The biggest uncertainty surrounding the formation of this fee is the potential for businesses to be exempt from the charge if future, final EPA regulations addressing methane emissions are in effect in all states and if adherence would result in equivalent or greater emissions reductions as would be achieved by the November 2021 rule.

The IRA enacts a new Chapter 37 and Section 4501 of the Internal Revenue Code that imposes on a “covered corporation” (generally, a publicly traded U.S. corporation) a non-deductible excise tax equal to 1% of the fair market value of the stock of the corporation that is considered “repurchased” by the corporation during the tax year.

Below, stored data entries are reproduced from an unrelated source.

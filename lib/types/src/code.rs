//! Handles describing compiled code regions and stack positions.

use std::fmt;

#[cfg(feature = "enable-serde")]
use serde::{Deserialize, Serialize};

/// Opaque handle to a managed method, assigned by the runtime.
#[cfg_attr(
    feature = "enable-serde",
    derive(Serialize, Deserialize),
    serde(transparent)
)]
#[repr(transparent)]
#[derive(Copy, Clone, Debug, PartialEq, Eq, PartialOrd, Ord, Hash)]
pub struct MethodHandle(u64);

impl MethodHandle {
    /// Create a method handle from raw bits.
    pub const fn new(bits: u64) -> Self {
        Self(bits)
    }

    /// Read the raw bits of the handle.
    pub fn bits(self) -> u64 {
        self.0
    }
}

impl fmt::Display for MethodHandle {
    fn fmt(&self, f: &mut fmt::Formatter) -> fmt::Result {
        write!(f, "method#{}", self.0)
    }
}

/// A half-open range `[start, end)` of code addresses.
#[cfg_attr(feature = "enable-serde", derive(Serialize, Deserialize))]
#[derive(Copy, Clone, Debug, PartialEq, Eq, Hash)]
pub struct CodeRange {
    /// First byte of the range.
    pub start: u64,
    /// One past the last byte of the range.
    pub end: u64,
}

impl CodeRange {
    /// Builds a range from a start address and a length in bytes.
    pub fn new(start: u64, len: u64) -> Self {
        Self {
            start,
            end: start.saturating_add(len),
        }
    }

    /// Whether `pc` lies inside the range.
    pub fn contains(&self, pc: u64) -> bool {
        self.start <= pc && pc < self.end
    }

    /// Whether two ranges share any address.
    pub fn overlaps(&self, other: &Self) -> bool {
        self.start < other.end && other.start < self.end
    }

    /// Length in bytes.
    pub fn len(&self) -> u64 {
        self.end - self.start
    }

    /// Whether the range covers no bytes.
    pub fn is_empty(&self) -> bool {
        self.start == self.end
    }
}

/// The shape of a code region inside a method.
#[cfg_attr(feature = "enable-serde", derive(Serialize, Deserialize))]
#[derive(Copy, Clone, Debug, PartialEq, Eq, Hash, Default)]
pub enum FuncletKind {
    /// The main body of the method.
    #[default]
    None,
    /// A catch, finally or fault handler.
    Handler,
    /// An exception filter, run during the first dispatch pass.
    Filter,
}

impl FuncletKind {
    /// Whether the region is a funclet of any kind.
    pub fn is_funclet(self) -> bool {
        self != Self::None
    }
}

bitflags::bitflags! {
    /// Classification bits attached to a compiled method.
    #[cfg_attr(feature = "enable-serde", derive(Serialize, Deserialize))]
    #[derive(Default)]
    pub struct MethodFlags: u32 {
        /// Runtime generated marshalling stub.
        const IL_STUB = 0x1;
        /// The method holds a monitor for its whole body.
        const SYNCHRONIZED = 0x2;
        /// The method carries OSR patchpoints.
        const HAS_PATCHPOINTS = 0x4;
    }
}

/// Identity of a frame on the stack, given by its caller's stack pointer.
///
/// Zero means "no frame". `u64::MAX` is used as a sentinel that matches
/// any frame.
#[cfg_attr(
    feature = "enable-serde",
    derive(Serialize, Deserialize),
    serde(transparent)
)]
#[repr(transparent)]
#[derive(Copy, Clone, PartialEq, Eq, PartialOrd, Ord, Hash, Default)]
pub struct StackFrame(u64);

impl StackFrame {
    /// The empty frame identity.
    pub const NULL: Self = Self(0);
    /// The identity matching any frame.
    pub const MAX: Self = Self(u64::MAX);

    /// Creates a frame identity from a stack address.
    pub const fn new(sp: u64) -> Self {
        Self(sp)
    }

    /// The stack address.
    pub fn sp(self) -> u64 {
        self.0
    }

    /// Whether this is [`StackFrame::NULL`].
    pub fn is_null(self) -> bool {
        self.0 == 0
    }

    /// Whether this is [`StackFrame::MAX`].
    pub fn is_max(self) -> bool {
        self.0 == u64::MAX
    }

    /// Resets the identity to [`StackFrame::NULL`].
    pub fn clear(&mut self) {
        self.0 = 0;
    }
}

impl fmt::Debug for StackFrame {
    fn fmt(&self, f: &mut fmt::Formatter) -> fmt::Result {
        write!(f, "StackFrame({:#x})", self.0)
    }
}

The IRA also introduces the corporate alternative minimum tax of 15% targeted at certain large U.S. corporations if such corporation’s adjusted financial statement income which is similar to book earnings prepared in accordance with U.S. GAAP, exceeds certain threshold amount.

The Energy Workforce Government Affairs team will continue to monitor these funding and tax opportunities and regulatory changes as they are enacted.